Maybe this is a third rail that we shouldn’t be touching, but I was reading about Thomas Edison and his ideas on education. He had a great quote about movies, which he thought would revolutionize classrooms. He said, “The motion picture will endure as long as poor people exist.” It made me think: One of the underlying themes of ed tech is this idea of bringing technology to the people. Do you see a latent class divide here? Rich kids will get an actual personal tutor, but everybody else will get an LLM?
My worry runs differently than that. Again, back to the Willingham quote: “Our minds are not built to think.” Here’s the harsh reality that could indeed be a third rail, but it needs to be acknowledged if we’re going to make meaningful progress: If we fail in building knowledge in our students, thinking gets harder and harder, which is why school gets harder and harder, and why over time you start to see students who find school really miserable.

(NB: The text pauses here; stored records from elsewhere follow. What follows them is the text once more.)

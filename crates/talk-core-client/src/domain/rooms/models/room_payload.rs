// talk-core-client/talk-core-client
//
// Copyright: 2024, the talk-core-client authors
// License: Mozilla Public License v2.0 (MPL v2.0)

use serde::Deserialize;
use serde_json::{Map, Value};

/// The decoded key/value payload of a single room, as delivered by the
/// transport collaborator from the server's room-list or room-detail API.
///
/// Every accessor applies a documented default when the key is absent or the
/// value has an unexpected JSON type. Unknown keys are ignored.
#[derive(Clone, Debug, Default, Deserialize)]
#[serde(transparent)]
pub struct RoomPayload {
    fields: Map<String, Value>,
}

impl RoomPayload {
    pub fn new(fields: Map<String, Value>) -> Self {
        RoomPayload { fields }
    }

    pub fn raw(&self, key: &str) -> Option<&Value> {
        self.fields.get(key)
    }

    pub(crate) fn string(&self, key: &str) -> String {
        match self.fields.get(key) {
            Some(Value::String(value)) => value.clone(),
            _ => String::new(),
        }
    }

    pub(crate) fn opt_string(&self, key: &str) -> Option<String> {
        match self.fields.get(key) {
            Some(Value::String(value)) if !value.is_empty() => Some(value.clone()),
            _ => None,
        }
    }

    pub(crate) fn int(&self, key: &str) -> i64 {
        match self.fields.get(key) {
            Some(value) => value.as_i64().unwrap_or(0),
            None => 0,
        }
    }

    // Some servers deliver booleans as 0/1 integers.
    pub(crate) fn bool(&self, key: &str) -> bool {
        match self.fields.get(key) {
            Some(Value::Bool(value)) => *value,
            Some(value) => value.as_i64().unwrap_or(0) != 0,
            None => false,
        }
    }

    pub(crate) fn strings(&self, key: &str) -> Vec<String> {
        let Some(Value::Array(values)) = self.fields.get(key) else {
            return Vec::new();
        };
        values
            .iter()
            .filter_map(|value| match value {
                Value::String(value) => Some(value.clone()),
                _ => None,
            })
            .collect()
    }
}

impl From<Map<String, Value>> for RoomPayload {
    fn from(fields: Map<String, Value>) -> Self {
        RoomPayload::new(fields)
    }
}

#[cfg(test)]
mod tests {
    use pretty_assertions::assert_eq;
    use serde_json::json;

    use super::*;

    fn payload(value: Value) -> RoomPayload {
        RoomPayload::new(value.as_object().cloned().unwrap_or_default())
    }

    #[test]
    fn test_missing_keys_yield_defaults() {
        let payload = payload(json!({}));
        assert_eq!(payload.string("name"), "");
        assert_eq!(payload.int("lastActivity"), 0);
        assert_eq!(payload.bool("hasPassword"), false);
        assert_eq!(payload.strings("participants"), Vec::<String>::new());
    }

    #[test]
    fn test_mistyped_values_yield_defaults() {
        let payload = payload(json!({
            "name": 42,
            "lastActivity": "soon",
            "hasPassword": "yes"
        }));
        assert_eq!(payload.string("name"), "");
        assert_eq!(payload.int("lastActivity"), 0);
        assert_eq!(payload.bool("hasPassword"), false);
    }

    #[test]
    fn test_numeric_booleans_are_accepted() {
        let payload = payload(json!({ "hasCall": 1, "isFavorite": 0 }));
        assert_eq!(payload.bool("hasCall"), true);
        assert_eq!(payload.bool("isFavorite"), false);
    }
}
// talk-core-client/talk-core-client
//
// Copyright: 2024, the talk-core-client authors
// License: Mozilla Public License v2.0 (MPL v2.0)

use std::fmt::{Debug, Display, Formatter};

use serde::{Deserialize, Serialize};

/// An opaque marker ordering proxied updates for rooms hosted on a federated
/// server. The emitting proxy prefixes a monotonic counter, so lexicographic
/// order follows event order.
#[derive(Clone, PartialEq, Eq, PartialOrd, Ord, Hash, Serialize, Deserialize)]
#[serde(transparent)]
pub struct ProxyHash(String);

impl ProxyHash {
    pub fn as_str(&self) -> &str {
        &self.0
    }
}

impl From<String> for ProxyHash {
    fn from(value: String) -> Self {
        ProxyHash(value)
    }
}

impl From<&str> for ProxyHash {
    fn from(value: &str) -> Self {
        ProxyHash(value.to_string())
    }
}

impl Debug for ProxyHash {
    fn fmt(&self, f: &mut Formatter<'_>) -> std::fmt::Result {
        write!(f, "ProxyHash({})", self.0)
    }
}

impl Display for ProxyHash {
    fn fmt(&self, f: &mut Formatter<'_>) -> std::fmt::Result {
        write!(f, "{}", self.0)
    }
}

Some of them drop out. Some of them stop trying very hard. These folks — the data is overwhelming on this — typically end up having lives that are shorter, with less economic means, more dire health outcomes. All of this is both correlated and interrelated causation.
But here’s the thing: For those students in particular, a device that alleviates the cognitive burden of schooling will be appealing. I’m really worried that this now-widely available technology will be something they turn to, particularly around the incredibly cognitively challenging task of writing — and that they will continue to look to this as a way of automating their own cognition. No one really needs to worry about the children of privilege. They are the success stories academically and, quite frankly, many of them enjoy learning and thinking and will avoid wanting to use this as a way of outsourcing their own thinking. But it could just make the existing divide a lot wider than it is today — much wider.
How is education research responding to AI?
The real challenge is that the pace of technology, particularly the pace of technological developments in the generative AI world, is so fast that traditional research methods are not going to be able to keep up. It’s not that there won’t be studies — I’m sure there are already some underway, and there’s tiny, emerging studies that I have seen here and there. But we just don’t have the capabilities as a research enterprise to be doing things the traditional way. A really important question that needs to be grappled with, as a matter of policy, potentially as a matter of philanthropy and just as a matter of society, is: So, what then? Do we just do it and hope for the best? Because that may be what ends up happening.
As we’ve seen with social media and smartphones in schools, there can be real impacts that you don’t realize until five, 10 years down the road. Then you go back and say, “Well, I wish we’d been thinking about that in advance rather than just rolling the dice and seeing where it came up.” We don’t do that in other realms of life. We don’t let people just come up with medicines that they think will cure certain diseases and then just say, “Well, we’ll see. We’ll introduce it into broader society and let’s figure it out.” I’m not necessarily saying that we need the equivalent per se, but something that would give us better insight and real-time information to help us figure out the overall positives and not-so-positives seems to me a real challenge that is underappreciated at the moment.